- [Exercise data]
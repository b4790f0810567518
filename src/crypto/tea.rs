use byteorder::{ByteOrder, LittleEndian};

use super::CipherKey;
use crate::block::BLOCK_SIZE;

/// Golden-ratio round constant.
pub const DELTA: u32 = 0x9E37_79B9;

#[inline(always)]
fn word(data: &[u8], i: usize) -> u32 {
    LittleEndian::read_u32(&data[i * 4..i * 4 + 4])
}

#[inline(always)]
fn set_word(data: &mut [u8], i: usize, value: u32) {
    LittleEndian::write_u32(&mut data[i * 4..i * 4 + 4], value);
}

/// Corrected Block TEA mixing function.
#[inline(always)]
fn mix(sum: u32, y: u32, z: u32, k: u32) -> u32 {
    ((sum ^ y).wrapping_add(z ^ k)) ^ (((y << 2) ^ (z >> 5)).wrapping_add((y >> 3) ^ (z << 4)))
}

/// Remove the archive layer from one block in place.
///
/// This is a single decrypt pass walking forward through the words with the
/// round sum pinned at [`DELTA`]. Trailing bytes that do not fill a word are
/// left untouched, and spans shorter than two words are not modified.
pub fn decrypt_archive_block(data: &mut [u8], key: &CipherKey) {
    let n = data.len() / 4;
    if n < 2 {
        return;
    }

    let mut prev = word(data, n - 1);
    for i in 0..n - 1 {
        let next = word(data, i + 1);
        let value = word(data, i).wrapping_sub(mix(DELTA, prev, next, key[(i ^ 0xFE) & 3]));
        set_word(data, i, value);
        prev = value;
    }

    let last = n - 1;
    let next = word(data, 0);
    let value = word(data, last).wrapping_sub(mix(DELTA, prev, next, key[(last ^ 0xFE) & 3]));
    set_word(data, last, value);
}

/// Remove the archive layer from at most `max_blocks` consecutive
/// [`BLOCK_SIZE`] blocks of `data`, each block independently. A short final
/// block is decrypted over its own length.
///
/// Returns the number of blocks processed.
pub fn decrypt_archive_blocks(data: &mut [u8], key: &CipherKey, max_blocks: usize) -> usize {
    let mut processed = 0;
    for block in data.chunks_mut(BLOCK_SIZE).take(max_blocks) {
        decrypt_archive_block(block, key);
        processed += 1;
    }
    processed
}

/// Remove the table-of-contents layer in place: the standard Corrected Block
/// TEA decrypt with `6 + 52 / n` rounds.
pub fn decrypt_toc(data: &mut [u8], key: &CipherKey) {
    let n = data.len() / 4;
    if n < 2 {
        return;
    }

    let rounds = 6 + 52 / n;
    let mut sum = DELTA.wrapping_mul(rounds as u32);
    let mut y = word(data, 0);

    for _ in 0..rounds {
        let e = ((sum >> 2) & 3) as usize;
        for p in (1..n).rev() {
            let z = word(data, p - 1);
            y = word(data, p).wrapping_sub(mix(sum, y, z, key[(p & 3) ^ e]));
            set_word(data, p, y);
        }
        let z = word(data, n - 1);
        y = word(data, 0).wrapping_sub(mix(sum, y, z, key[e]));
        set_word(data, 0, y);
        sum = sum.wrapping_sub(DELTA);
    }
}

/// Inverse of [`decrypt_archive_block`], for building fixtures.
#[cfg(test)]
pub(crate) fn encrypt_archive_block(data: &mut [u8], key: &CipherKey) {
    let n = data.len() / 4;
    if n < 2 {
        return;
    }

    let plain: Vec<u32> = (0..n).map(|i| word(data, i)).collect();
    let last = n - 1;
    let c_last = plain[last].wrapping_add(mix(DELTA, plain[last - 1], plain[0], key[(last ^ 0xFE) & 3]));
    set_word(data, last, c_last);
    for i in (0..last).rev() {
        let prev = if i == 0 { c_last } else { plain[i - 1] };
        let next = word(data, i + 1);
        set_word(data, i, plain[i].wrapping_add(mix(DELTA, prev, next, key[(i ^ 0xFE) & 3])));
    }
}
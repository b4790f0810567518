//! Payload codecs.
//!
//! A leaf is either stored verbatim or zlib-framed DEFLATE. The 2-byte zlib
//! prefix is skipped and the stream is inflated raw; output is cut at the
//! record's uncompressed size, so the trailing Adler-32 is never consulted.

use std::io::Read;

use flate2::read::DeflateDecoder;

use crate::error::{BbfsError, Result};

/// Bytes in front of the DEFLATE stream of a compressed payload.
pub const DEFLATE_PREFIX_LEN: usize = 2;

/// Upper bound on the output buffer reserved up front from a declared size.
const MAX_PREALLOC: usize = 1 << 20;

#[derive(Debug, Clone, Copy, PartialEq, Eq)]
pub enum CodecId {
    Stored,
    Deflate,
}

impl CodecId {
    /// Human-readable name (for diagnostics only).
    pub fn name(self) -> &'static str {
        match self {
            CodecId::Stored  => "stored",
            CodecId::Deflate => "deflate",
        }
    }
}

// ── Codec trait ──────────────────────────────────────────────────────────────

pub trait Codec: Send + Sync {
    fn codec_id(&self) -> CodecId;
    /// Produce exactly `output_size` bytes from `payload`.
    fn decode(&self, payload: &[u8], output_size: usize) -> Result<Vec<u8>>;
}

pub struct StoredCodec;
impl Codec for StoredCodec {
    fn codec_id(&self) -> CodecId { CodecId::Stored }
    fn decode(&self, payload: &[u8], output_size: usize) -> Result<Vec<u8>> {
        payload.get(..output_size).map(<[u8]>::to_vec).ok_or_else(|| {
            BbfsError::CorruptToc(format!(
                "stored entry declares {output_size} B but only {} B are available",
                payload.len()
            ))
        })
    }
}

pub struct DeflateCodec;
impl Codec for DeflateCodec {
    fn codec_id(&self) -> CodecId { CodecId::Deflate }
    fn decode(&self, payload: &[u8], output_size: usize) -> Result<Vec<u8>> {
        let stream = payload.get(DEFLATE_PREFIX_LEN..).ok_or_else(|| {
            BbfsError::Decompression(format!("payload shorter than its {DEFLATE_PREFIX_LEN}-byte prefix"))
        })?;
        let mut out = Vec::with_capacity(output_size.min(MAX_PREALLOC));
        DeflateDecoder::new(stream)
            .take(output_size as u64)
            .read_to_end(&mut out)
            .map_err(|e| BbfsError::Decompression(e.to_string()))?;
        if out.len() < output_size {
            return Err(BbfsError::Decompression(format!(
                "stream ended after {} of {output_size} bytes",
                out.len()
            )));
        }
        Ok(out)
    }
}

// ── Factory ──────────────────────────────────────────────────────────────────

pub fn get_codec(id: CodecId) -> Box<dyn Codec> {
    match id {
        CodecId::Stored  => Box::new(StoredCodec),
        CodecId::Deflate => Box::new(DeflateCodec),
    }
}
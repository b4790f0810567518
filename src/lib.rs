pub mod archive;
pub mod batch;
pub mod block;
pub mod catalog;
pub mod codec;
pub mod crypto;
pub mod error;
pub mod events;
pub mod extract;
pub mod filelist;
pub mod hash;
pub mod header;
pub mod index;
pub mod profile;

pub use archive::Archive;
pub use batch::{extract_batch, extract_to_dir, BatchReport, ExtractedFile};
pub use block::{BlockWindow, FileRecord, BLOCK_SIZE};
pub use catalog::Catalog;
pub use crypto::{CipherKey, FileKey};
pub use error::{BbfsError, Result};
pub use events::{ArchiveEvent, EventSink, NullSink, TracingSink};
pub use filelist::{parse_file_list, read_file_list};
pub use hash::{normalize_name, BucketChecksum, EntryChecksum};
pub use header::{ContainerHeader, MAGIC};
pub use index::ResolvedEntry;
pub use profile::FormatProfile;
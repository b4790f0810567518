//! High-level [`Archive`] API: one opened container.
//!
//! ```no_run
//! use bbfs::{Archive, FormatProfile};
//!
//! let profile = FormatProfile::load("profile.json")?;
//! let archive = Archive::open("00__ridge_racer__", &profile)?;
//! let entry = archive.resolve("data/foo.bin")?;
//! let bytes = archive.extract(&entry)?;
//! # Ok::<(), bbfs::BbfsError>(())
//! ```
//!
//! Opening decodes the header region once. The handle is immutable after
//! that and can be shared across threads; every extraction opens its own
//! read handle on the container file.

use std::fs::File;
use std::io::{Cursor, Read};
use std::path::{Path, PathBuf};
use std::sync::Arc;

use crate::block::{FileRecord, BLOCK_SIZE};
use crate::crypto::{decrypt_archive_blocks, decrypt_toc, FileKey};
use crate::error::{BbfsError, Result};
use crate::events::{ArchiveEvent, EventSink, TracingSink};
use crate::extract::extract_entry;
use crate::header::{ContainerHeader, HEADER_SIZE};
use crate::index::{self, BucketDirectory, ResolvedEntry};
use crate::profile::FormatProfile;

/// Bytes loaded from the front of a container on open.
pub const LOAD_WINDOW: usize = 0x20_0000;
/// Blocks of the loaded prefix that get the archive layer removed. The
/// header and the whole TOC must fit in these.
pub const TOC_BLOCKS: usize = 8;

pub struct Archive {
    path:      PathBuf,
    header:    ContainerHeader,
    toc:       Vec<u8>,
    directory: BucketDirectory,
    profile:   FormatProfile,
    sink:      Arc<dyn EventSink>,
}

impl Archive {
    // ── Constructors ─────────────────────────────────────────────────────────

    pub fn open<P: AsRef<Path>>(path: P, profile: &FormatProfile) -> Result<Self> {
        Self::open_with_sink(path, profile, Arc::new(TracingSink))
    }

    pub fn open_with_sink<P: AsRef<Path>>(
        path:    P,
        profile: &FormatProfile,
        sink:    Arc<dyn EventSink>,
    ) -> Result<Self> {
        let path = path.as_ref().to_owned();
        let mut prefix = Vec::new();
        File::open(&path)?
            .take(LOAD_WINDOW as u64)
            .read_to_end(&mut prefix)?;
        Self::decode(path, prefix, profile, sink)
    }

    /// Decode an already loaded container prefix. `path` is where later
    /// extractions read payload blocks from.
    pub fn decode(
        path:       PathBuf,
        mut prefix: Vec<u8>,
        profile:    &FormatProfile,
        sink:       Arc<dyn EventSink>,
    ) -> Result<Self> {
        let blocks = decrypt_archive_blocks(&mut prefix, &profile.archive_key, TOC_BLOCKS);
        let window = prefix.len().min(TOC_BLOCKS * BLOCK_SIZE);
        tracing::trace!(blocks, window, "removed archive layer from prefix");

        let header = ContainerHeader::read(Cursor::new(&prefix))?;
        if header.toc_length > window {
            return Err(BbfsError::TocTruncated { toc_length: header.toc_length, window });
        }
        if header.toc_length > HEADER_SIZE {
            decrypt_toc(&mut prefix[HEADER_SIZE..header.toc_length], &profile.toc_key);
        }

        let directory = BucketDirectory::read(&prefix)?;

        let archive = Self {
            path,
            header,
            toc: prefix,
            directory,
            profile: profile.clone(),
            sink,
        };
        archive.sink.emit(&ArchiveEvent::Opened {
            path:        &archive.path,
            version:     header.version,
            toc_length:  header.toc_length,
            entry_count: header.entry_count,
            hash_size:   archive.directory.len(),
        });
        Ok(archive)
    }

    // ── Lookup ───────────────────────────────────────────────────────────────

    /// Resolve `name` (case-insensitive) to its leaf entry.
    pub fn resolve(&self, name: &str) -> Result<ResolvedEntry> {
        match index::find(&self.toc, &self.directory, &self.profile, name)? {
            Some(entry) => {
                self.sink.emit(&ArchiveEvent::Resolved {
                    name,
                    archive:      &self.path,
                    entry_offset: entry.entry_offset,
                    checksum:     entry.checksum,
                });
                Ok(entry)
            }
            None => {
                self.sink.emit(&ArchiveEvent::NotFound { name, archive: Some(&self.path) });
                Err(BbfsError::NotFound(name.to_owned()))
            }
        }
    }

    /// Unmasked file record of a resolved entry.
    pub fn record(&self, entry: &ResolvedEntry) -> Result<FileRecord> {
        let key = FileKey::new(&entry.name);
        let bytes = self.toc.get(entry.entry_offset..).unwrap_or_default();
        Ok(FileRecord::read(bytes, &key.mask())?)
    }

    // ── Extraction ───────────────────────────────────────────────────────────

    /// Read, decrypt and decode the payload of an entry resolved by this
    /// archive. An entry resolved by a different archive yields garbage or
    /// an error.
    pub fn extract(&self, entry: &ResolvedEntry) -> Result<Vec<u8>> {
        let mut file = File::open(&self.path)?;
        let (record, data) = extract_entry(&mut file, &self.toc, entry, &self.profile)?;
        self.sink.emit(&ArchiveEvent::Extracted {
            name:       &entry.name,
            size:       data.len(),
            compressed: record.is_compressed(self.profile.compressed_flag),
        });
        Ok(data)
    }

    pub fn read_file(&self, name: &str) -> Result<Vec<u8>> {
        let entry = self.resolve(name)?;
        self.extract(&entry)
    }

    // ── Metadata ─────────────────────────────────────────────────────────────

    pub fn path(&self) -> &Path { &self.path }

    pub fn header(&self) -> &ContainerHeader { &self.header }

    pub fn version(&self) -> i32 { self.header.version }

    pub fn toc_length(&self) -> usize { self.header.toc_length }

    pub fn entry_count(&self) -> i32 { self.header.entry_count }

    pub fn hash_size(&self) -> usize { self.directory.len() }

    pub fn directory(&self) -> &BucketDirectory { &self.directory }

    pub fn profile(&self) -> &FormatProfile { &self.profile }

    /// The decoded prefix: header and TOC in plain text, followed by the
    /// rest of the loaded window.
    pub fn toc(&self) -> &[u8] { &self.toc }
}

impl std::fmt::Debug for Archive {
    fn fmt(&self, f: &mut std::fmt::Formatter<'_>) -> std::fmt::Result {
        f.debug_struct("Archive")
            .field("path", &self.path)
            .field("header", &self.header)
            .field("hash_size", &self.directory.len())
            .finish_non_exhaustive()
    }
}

- [To do] From the listing above, the lines starting with the one that has "let path = path.as_ref().to_owned();" and running through the one that has "is where later" should be copied exactly, ends included.

- [Response to the exercise]
        let path = path.as_ref().to_owned();
        let mut prefix = Vec::new();
        File::open(&path)?
            .take(LOAD_WINDOW as u64)
            .read_to_end(&mut prefix)?;
        Self::decode(path, prefix, profile, sink)
    }

    /// Decode an already loaded container prefix. `path` is where later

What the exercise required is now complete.